Lately I’ve noted that in studies of implicit bias, discretion is the situation where racism comes out the most. So if grades are left to teacher discretion, there is potential for racism and any other form of bigotry or unfairness.
He notes that grades are being abandoned in med schools in part because grades run counter to the ethos of being a doctor. Couldn’t this be said to be true of just about any field? The idea is lifelong learning requires intrinsic motivation. Grades build extrinsic motivation, especially among those with a high drive for achieving the top grade.
5/8 K. Webber, 2012, on the use of learner-centered assessments. This article examines results from a large-scale survey of degree-granting institutions in terms of how things changed from 1993-2004. Essentially more faculty used more student-centered assessments.
5/11 I’ve tried to find peer reviewed work on courses with no grades and strike out. I may have to check out some dissertations. But that seems crazy, the variability of quality in dissertations is immense! I thought the chapter I read from S. Blume’s book would have some references to empirical work but it had only more position pieces or more anecdotal research (like her research, which she claims is anthropological but is written like she never intended it to be systematic).

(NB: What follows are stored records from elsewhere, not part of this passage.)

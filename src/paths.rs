//! Typed paths into a work directory.
//!
//! Centralizing path construction keeps file access consistent between the
//! setup, run, and status commands.
use std::path::{Path, PathBuf};

pub const MANIFEST_FILE: &str = "otask_setup.json";
pub const REPORT_FILE: &str = "run_report.json";
pub const HISTORY_FILE: &str = "history.jsonl";

/// Convenience wrapper for locating work-dir artifacts.
#[derive(Debug, Clone)]
pub struct WorkDirPaths {
    root: PathBuf,
}

impl WorkDirPaths {
    /// Create a new path helper rooted at the work directory.
    pub fn new(root: PathBuf) -> Self {
        Self { root }
    }

    /// Return the work root used for path derivation.
    pub fn root(&self) -> &Path {
        &self.root
    }

    /// Return the `otask_setup.json` manifest path.
    pub fn manifest_path(&self) -> PathBuf {
        self.root.join(MANIFEST_FILE)
    }

    /// Return the `run_report.json` path.
    pub fn report_path(&self) -> PathBuf {
        self.root.join(REPORT_FILE)
    }

    /// Return the `history.jsonl` path.
    pub fn history_path(&self) -> PathBuf {
        self.root.join(HISTORY_FILE)
    }

    /// Return the canonical directory of a step or task.
    pub fn dir(&self, subdir: &str) -> PathBuf {
        self.root.join(subdir)
    }

    /// Return the canonical location of a config file recorded relative to
    /// the work root.
    pub fn config_path(&self, filepath: &str) -> PathBuf {
        self.root.join(filepath)
    }
}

8/17 Schinske and Tanner 2014, these authors review grading in higher ed history, review research, and offer suggestions on how to grade “less (or differently).” It is a decidedly resigned view to grades as the “currency” of higher education. They draw often on the excellent Schneider and Hutt history of grading piece. The purpose of grades began as a pedagogical device to improve learning and evaluate learners. Basically (they don’t say this) as the eugenics movement grew in influence, the idea of grades as a sorting mechanism emerged. This is a short article, so they can’t do all they did thoroughly. The overview of research on grades and motivation is a gloss, to be sure, but their conclusions are in line with what I’ve seen: “Rather than motivating students to learn, grading appears to, in many ways, have quite the opposite effect. Perhaps at best, grading motivates high-achieving students to continue getting high grades—regardless of whether that goal also happens to overlap with learning. At worst, grading lowers interest in learning and enhances anxiety and extrinsic motivation, especially among those students who are struggling” (p. 162). They make a few suggestions: peer and self-evaluation, allowing some assignments to be completed without a grade attached, move away from curving (duh), and be skeptical of grades. They make slight mention of the fact that curving is an inequitable practice. Of course, it’s designed to be inequitable! From the get-go, the eugenicists and the educational psychologists were interwoven in their goals, methods, and research.